# [WHAT TO DO]
Search the entries for the word "Number" and copy each line that has it.

# [SUPPLIED INFORMATION]
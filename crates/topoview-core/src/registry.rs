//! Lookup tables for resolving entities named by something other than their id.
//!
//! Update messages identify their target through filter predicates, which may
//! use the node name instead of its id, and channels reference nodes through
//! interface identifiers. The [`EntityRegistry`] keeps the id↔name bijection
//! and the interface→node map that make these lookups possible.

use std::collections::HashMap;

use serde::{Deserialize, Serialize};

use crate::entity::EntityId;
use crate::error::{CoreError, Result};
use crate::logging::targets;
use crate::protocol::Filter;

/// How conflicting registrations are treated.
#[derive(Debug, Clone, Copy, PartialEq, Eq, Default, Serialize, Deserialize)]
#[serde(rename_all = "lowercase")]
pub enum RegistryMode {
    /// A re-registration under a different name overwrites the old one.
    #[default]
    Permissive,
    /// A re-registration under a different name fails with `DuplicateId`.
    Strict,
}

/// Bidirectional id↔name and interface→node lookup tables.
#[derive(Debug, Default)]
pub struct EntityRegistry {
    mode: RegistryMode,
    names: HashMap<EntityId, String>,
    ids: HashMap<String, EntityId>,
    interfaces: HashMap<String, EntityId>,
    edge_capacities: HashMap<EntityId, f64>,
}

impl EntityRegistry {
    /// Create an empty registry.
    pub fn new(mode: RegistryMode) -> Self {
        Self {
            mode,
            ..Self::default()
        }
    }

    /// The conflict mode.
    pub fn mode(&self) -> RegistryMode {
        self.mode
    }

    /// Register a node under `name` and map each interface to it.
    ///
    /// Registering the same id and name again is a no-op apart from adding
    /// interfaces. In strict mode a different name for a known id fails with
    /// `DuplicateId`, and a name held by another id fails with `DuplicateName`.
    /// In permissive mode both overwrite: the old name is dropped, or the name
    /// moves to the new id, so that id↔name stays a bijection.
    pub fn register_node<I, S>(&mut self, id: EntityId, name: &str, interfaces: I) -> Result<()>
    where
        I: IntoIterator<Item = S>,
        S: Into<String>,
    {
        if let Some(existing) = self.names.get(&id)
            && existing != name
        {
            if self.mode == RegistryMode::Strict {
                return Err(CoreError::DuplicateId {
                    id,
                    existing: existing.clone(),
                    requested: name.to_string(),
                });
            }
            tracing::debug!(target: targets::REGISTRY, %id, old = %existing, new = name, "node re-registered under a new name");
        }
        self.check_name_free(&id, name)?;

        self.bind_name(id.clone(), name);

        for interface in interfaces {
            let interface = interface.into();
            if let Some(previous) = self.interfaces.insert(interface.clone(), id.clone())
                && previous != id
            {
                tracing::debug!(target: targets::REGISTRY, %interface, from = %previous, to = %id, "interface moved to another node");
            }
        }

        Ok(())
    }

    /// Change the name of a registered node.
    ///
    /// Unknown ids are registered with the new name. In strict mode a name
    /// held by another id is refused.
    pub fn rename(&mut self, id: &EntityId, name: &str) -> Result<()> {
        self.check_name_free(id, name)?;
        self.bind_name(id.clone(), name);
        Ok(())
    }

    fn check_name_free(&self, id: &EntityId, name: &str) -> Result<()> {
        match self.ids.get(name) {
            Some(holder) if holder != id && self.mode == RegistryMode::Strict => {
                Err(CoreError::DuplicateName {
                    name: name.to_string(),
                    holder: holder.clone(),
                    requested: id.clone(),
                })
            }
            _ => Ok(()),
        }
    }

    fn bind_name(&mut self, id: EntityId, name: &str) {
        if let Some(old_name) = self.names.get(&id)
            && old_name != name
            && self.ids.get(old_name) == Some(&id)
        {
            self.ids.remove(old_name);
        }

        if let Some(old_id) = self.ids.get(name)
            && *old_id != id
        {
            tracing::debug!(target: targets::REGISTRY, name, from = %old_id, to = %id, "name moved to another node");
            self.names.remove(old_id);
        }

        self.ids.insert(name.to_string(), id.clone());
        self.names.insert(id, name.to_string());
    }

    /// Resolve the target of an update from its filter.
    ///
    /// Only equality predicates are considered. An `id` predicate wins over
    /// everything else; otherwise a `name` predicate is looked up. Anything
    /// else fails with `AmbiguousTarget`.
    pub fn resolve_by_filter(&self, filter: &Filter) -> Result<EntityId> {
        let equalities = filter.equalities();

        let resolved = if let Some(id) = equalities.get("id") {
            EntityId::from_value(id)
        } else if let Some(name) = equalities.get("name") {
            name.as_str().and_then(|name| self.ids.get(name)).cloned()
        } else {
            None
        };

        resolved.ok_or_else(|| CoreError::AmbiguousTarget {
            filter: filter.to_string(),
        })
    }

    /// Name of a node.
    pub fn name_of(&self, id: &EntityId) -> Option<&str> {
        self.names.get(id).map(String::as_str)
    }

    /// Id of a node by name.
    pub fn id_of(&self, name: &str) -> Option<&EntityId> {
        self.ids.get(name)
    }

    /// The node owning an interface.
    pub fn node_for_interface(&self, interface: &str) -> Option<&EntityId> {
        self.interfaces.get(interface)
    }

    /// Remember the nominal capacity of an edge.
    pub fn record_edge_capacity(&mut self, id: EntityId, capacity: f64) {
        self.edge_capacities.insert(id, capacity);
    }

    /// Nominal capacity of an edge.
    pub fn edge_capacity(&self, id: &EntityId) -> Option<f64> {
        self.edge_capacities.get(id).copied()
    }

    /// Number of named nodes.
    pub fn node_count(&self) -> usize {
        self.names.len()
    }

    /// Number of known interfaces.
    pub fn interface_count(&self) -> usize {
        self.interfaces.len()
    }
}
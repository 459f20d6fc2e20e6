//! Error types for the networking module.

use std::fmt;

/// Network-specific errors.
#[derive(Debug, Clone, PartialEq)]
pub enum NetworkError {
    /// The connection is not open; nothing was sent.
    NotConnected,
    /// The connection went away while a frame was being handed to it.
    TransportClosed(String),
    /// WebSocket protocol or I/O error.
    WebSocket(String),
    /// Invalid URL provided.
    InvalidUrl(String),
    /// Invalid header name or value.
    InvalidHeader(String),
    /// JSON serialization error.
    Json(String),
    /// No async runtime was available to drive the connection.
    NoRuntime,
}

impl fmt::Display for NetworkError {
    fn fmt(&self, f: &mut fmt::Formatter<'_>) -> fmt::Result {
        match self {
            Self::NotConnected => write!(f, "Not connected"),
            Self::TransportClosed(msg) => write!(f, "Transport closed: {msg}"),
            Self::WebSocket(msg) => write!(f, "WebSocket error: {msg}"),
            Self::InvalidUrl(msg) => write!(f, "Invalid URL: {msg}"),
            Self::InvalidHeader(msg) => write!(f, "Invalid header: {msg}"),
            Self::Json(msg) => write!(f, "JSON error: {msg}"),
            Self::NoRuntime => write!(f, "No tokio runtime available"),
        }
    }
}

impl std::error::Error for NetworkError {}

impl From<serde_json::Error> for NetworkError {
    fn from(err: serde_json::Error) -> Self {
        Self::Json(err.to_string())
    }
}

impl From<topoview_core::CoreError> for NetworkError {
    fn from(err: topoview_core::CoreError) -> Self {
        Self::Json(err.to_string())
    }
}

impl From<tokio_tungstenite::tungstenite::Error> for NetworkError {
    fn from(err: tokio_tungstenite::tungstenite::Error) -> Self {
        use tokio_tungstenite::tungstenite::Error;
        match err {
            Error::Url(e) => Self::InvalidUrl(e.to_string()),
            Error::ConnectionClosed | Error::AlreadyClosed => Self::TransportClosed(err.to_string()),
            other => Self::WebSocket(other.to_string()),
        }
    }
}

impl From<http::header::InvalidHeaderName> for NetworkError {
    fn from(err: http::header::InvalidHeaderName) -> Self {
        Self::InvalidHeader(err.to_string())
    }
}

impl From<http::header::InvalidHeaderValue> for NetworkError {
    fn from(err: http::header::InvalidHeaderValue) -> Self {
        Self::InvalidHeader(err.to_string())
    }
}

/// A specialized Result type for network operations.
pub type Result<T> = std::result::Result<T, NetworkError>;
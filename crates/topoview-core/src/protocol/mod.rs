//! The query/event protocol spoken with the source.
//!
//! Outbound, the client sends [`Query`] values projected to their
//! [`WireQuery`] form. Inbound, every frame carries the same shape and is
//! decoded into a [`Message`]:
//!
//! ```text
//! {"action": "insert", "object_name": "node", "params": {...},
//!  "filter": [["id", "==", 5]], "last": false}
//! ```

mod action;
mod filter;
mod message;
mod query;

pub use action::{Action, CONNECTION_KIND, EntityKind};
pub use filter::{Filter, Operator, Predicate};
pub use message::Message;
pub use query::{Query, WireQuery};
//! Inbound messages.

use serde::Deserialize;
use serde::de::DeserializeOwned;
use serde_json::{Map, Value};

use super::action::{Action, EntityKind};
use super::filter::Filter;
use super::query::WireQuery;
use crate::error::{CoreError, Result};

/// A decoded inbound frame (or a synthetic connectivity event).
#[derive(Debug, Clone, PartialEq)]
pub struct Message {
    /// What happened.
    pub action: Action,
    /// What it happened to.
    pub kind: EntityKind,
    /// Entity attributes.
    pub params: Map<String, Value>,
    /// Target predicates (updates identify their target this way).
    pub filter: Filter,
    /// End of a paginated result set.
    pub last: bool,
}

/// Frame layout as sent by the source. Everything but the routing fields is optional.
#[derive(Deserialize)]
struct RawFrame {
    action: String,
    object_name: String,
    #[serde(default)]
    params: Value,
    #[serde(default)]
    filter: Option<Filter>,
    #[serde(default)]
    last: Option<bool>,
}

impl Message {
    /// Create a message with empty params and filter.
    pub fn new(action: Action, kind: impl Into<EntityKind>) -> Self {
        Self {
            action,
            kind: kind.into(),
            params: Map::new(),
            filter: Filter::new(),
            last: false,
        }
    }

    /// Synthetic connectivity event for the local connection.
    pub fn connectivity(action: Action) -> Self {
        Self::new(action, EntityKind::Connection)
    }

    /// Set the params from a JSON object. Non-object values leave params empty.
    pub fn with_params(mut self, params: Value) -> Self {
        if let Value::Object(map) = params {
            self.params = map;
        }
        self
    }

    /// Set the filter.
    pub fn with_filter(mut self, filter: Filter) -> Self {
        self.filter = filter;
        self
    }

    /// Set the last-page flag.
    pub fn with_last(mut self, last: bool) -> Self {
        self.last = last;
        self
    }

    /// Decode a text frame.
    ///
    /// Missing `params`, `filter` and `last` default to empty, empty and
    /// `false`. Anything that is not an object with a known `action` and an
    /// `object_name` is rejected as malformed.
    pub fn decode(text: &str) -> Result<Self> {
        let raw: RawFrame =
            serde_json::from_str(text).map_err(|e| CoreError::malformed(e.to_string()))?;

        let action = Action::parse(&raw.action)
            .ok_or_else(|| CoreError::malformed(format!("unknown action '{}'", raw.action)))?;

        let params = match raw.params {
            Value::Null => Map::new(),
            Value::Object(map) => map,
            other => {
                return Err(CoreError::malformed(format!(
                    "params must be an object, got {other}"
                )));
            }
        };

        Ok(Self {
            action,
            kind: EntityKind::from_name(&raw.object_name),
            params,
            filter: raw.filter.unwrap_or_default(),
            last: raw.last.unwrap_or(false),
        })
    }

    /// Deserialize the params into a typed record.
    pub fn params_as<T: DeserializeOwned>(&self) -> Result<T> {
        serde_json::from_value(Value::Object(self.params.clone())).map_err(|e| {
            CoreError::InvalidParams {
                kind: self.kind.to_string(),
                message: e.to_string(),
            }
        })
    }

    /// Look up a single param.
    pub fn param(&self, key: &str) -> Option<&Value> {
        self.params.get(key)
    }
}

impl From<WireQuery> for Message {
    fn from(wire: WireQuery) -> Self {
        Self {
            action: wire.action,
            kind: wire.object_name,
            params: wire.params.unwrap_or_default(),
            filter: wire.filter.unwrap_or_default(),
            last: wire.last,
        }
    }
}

# [EXERCISE RESULT]
    /// Number of named nodes.
    /// Number of known interfaces.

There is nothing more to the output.